- Opening Delimiter -
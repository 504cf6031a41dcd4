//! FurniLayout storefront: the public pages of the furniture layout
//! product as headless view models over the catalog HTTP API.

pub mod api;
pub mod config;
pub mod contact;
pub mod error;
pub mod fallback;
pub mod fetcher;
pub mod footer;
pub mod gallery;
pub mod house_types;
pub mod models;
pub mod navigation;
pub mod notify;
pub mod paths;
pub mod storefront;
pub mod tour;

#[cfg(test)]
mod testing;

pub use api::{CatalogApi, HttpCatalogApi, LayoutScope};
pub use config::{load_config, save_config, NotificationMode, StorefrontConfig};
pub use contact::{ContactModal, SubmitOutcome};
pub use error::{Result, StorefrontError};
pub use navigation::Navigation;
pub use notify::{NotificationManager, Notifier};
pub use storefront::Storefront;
- Closing Delimiter -
- Opening Delimiter -
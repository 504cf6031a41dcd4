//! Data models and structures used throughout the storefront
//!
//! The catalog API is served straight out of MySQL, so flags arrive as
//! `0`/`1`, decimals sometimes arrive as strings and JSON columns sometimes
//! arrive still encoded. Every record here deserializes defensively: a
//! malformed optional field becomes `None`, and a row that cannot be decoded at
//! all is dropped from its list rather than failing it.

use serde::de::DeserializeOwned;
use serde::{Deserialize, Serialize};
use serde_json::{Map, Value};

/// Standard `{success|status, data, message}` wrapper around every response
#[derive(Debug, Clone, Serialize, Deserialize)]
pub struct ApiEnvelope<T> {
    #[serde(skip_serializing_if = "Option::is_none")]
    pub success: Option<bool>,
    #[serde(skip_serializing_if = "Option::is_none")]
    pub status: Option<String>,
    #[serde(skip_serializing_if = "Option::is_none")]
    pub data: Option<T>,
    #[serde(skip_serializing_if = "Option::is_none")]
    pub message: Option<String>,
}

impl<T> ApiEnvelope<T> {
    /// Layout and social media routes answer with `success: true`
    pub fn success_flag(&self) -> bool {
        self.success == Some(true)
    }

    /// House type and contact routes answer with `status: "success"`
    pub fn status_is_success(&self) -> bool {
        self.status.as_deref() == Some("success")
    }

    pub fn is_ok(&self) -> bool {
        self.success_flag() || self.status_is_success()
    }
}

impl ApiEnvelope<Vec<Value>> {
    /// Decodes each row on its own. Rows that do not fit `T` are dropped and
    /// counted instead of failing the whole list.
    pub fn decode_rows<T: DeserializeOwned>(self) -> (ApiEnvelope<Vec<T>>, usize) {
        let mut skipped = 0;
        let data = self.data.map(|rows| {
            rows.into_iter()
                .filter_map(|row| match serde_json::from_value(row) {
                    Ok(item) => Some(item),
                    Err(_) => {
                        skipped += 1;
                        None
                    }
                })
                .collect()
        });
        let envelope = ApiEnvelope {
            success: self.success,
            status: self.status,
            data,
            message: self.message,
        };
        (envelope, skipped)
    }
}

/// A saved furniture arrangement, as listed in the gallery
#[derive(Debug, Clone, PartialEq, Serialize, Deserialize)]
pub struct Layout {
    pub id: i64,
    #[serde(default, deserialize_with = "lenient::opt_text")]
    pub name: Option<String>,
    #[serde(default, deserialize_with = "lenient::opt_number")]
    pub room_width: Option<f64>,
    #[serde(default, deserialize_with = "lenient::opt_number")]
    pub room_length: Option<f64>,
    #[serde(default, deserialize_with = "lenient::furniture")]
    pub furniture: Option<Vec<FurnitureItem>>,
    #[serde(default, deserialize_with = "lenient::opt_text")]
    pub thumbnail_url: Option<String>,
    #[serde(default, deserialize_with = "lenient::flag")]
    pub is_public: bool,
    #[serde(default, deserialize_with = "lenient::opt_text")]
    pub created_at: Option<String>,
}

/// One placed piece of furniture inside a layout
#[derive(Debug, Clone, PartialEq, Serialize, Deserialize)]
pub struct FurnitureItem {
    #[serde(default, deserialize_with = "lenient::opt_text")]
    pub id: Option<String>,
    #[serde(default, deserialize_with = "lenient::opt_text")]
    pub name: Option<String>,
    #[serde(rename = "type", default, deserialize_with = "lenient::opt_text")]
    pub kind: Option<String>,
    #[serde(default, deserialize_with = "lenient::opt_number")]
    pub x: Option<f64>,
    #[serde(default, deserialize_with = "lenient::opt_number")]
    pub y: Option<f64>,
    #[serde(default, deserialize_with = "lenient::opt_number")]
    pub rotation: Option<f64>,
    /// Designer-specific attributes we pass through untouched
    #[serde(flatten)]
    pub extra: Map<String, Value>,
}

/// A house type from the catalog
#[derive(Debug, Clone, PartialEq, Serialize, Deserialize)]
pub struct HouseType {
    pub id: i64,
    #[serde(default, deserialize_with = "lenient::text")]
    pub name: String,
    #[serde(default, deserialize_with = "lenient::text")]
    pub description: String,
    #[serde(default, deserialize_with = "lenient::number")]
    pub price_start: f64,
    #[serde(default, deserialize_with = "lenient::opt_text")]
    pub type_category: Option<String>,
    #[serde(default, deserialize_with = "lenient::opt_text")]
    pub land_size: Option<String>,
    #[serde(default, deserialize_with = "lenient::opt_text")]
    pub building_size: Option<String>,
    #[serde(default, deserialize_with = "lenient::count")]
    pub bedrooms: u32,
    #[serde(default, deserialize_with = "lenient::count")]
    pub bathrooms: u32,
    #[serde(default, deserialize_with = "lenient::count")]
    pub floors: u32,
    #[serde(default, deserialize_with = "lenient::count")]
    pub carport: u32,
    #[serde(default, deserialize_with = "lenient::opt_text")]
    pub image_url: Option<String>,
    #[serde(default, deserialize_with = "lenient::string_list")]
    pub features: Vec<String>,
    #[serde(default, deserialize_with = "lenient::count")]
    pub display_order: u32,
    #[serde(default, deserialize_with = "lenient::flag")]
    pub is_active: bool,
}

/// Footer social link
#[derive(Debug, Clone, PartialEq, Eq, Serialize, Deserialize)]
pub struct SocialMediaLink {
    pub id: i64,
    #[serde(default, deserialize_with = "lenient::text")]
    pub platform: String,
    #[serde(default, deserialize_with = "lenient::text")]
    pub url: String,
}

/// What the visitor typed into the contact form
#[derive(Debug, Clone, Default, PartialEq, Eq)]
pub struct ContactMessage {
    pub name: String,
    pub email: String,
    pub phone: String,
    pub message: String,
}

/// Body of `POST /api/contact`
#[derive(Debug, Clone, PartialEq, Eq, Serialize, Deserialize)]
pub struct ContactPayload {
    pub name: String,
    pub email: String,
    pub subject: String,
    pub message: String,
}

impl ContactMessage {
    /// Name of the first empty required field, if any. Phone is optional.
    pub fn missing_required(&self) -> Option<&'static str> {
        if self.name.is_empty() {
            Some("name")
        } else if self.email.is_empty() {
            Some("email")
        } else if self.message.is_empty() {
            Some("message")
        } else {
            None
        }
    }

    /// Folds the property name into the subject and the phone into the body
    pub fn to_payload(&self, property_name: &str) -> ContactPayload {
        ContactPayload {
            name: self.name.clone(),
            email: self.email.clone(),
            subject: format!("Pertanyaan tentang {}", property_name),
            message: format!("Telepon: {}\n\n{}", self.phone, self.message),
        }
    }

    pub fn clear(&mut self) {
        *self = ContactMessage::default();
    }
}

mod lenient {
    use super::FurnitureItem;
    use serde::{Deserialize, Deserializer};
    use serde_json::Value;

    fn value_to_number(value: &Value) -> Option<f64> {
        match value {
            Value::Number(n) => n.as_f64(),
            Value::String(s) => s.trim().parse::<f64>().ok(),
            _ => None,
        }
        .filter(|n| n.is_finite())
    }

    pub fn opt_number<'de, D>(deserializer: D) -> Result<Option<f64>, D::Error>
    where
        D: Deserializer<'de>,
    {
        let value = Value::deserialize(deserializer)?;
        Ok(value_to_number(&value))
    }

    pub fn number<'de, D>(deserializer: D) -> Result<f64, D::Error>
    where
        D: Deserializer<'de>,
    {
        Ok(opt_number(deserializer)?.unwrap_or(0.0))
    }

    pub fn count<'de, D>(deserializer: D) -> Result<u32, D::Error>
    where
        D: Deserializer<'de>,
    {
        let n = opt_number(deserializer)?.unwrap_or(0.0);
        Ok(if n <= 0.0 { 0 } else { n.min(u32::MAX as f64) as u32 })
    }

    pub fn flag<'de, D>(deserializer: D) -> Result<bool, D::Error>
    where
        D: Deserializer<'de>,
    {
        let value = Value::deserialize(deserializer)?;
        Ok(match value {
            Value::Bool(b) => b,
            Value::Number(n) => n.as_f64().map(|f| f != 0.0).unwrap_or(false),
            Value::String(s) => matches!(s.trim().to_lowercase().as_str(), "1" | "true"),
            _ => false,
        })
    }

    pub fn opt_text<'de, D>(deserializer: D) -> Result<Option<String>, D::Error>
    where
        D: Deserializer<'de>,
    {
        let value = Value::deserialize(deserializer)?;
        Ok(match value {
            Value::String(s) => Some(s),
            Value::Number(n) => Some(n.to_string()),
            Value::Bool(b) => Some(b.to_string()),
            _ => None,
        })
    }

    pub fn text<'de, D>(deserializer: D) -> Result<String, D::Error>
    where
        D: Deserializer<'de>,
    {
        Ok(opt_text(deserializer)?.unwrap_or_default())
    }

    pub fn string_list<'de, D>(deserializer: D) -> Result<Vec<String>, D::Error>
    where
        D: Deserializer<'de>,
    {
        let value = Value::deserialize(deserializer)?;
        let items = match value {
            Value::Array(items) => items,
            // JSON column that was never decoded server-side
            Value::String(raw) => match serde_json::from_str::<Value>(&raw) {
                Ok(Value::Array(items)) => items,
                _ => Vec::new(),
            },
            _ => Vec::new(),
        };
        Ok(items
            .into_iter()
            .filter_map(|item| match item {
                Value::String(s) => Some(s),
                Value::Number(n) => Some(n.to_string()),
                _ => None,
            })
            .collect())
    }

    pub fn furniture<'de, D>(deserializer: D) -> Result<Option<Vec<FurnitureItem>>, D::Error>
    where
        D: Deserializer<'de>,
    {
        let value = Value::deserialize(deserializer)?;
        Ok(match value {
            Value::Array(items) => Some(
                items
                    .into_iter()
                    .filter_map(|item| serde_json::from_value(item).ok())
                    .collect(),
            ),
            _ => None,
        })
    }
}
- Closing Delimiter -
### EXERCISE DESCRIPTION
From the data above, copy out every line with the string "notify" in it.

### WRITTEN RESPONSE
pub mod notify;
pub use notify::{NotificationManager, Notifier};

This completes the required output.